**Task brief**
In the data below, find every line with the word "debug" and copy it.

(Stored entries)
------

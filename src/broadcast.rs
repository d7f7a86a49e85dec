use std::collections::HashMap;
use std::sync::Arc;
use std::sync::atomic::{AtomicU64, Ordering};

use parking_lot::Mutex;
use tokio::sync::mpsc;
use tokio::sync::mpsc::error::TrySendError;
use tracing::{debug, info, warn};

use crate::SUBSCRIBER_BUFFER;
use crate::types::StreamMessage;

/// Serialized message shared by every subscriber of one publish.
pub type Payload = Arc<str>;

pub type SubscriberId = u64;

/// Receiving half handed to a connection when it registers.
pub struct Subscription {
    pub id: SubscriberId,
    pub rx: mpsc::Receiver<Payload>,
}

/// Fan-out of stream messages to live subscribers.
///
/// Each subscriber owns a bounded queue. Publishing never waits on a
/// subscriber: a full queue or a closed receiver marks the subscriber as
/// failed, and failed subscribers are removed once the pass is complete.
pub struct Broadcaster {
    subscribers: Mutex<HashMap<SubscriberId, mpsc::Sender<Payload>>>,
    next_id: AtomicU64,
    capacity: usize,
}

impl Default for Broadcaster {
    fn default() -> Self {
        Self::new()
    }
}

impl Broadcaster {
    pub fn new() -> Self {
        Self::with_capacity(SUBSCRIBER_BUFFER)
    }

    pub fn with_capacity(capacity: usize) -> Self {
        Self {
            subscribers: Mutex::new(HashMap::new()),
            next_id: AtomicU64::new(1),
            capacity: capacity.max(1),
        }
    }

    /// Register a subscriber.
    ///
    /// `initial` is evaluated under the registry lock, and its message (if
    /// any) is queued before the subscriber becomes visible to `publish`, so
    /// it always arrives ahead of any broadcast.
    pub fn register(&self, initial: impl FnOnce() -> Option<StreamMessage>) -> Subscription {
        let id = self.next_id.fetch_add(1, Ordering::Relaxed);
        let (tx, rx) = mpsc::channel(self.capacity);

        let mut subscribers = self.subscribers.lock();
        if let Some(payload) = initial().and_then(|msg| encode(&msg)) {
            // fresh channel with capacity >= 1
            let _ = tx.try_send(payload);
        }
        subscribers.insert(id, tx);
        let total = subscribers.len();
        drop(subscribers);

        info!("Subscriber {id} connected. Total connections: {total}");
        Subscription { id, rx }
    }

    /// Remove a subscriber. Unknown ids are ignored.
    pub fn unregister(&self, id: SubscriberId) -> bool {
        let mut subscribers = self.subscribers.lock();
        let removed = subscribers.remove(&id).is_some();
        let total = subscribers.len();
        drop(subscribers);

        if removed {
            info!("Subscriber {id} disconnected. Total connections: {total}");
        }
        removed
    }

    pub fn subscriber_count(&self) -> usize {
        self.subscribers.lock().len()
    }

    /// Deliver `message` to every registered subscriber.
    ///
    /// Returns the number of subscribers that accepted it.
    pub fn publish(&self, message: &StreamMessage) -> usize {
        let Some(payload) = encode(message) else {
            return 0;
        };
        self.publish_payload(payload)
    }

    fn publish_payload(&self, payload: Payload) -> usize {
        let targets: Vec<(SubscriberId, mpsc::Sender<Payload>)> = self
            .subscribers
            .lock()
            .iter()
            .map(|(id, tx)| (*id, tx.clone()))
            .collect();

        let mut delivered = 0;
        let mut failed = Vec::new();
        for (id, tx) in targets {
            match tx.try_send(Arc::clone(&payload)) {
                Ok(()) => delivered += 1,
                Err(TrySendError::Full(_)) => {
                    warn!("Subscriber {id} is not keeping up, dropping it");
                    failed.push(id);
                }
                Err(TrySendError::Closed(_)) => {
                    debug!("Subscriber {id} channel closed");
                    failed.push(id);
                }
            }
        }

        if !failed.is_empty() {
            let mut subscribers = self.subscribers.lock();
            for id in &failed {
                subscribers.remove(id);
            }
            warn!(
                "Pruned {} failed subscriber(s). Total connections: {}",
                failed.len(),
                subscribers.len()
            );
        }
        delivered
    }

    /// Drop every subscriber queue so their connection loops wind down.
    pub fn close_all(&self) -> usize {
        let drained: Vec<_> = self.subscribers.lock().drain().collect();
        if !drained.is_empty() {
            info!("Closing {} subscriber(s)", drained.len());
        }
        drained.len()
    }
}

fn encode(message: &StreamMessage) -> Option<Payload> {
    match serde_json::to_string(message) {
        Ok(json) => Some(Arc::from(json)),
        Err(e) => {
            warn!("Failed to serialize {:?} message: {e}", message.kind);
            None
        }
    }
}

------

**Completed exercise**
use tracing::{debug, info, warn};
                    debug!("Subscriber {id} channel closed");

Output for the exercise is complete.